[Records from a collection]
++++++
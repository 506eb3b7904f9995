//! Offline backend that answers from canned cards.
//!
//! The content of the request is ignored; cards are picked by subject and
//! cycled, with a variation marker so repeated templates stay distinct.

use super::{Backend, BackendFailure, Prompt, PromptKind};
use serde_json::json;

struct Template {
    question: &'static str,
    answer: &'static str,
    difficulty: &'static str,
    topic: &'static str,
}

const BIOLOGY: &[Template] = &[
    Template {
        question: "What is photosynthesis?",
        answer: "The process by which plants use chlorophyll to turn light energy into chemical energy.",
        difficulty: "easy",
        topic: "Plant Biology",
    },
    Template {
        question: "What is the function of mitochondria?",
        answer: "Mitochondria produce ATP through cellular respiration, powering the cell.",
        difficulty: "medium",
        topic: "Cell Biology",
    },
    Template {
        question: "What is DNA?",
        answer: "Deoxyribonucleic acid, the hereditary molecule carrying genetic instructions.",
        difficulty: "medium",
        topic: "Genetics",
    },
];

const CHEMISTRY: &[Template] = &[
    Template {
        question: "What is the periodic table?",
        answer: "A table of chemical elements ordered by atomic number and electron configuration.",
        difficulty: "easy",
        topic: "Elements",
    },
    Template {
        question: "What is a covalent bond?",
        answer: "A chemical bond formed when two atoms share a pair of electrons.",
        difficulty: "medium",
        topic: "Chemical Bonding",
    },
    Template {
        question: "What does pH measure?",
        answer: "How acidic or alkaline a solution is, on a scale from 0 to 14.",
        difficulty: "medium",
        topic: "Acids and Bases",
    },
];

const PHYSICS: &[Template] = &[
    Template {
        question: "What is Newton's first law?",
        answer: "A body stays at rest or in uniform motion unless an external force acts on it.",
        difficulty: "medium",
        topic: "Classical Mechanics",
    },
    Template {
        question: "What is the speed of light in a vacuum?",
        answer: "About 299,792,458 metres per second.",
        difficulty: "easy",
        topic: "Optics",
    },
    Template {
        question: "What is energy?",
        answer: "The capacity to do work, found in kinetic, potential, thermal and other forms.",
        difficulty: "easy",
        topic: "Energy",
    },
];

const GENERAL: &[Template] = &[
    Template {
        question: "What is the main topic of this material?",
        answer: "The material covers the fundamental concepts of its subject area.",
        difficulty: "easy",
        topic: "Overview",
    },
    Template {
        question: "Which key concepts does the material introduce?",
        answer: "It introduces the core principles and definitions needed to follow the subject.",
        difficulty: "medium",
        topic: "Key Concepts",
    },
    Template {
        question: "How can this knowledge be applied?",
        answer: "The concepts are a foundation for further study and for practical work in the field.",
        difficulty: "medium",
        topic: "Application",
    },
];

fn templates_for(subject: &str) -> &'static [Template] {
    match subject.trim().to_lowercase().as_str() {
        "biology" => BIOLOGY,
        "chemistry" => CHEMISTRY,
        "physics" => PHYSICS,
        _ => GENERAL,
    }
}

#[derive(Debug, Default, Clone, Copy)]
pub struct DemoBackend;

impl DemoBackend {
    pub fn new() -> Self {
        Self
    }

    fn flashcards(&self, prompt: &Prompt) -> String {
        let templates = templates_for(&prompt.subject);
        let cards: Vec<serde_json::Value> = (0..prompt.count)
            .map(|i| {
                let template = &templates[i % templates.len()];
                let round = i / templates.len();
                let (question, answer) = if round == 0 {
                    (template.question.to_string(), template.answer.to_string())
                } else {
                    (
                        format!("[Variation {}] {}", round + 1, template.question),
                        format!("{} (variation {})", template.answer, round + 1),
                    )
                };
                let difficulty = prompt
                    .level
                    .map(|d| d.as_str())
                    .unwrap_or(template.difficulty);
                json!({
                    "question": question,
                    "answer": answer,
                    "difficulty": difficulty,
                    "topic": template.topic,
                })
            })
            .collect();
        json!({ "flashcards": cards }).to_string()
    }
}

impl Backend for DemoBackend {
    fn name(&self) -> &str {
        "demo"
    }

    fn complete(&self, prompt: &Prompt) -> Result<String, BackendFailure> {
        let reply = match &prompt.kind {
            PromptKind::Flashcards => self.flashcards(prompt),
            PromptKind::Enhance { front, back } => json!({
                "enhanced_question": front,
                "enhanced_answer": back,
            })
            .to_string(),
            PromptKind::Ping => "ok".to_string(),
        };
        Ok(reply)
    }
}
++++++
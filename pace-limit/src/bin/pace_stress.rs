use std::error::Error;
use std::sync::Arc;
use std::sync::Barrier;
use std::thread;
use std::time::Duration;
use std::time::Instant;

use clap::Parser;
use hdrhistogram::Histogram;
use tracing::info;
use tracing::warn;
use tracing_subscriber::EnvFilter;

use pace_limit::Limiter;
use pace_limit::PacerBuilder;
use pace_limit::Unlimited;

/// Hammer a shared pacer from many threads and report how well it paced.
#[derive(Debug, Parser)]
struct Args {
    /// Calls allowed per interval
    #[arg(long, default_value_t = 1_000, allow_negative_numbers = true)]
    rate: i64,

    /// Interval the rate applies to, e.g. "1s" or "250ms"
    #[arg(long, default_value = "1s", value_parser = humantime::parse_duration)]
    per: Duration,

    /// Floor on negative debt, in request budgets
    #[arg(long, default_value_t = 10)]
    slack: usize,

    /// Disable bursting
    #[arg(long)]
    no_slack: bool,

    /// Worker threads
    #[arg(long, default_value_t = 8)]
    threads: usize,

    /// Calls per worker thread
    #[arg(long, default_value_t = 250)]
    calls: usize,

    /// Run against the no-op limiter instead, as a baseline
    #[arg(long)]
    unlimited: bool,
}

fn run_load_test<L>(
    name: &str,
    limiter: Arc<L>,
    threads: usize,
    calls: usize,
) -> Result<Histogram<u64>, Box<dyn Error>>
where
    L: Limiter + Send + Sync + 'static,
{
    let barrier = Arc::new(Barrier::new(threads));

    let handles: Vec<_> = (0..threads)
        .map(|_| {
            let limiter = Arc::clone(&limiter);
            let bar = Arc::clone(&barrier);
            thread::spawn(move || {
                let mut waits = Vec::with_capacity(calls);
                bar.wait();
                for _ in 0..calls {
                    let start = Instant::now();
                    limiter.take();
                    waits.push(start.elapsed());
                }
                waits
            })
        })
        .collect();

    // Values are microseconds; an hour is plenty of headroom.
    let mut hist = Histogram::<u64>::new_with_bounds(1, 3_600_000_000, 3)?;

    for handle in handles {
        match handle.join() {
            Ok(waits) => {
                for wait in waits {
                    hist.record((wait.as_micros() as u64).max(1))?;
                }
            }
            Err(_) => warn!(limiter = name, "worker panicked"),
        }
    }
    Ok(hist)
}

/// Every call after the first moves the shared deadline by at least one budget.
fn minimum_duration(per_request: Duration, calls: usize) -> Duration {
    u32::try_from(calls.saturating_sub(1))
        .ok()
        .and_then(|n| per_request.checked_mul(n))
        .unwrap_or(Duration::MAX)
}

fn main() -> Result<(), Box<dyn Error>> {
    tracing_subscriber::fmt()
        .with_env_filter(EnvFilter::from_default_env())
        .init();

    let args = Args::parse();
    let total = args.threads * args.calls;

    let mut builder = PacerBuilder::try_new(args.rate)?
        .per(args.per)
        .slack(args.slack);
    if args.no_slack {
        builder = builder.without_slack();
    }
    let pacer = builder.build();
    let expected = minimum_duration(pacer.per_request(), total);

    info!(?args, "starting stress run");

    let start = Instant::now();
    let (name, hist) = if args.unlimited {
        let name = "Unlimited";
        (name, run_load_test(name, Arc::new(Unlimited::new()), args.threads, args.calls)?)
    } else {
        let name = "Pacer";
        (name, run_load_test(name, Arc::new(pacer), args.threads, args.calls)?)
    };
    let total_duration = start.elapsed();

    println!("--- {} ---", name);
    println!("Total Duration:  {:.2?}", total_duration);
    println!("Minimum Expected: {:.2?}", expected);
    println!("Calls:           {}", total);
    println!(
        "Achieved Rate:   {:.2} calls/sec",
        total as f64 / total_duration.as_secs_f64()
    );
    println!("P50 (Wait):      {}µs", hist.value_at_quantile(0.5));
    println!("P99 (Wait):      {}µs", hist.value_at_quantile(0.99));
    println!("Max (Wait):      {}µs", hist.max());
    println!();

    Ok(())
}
++++++
- Task
Counting only the lines that include "Error", state how many there are in the entries, and nothing else.

- Output
3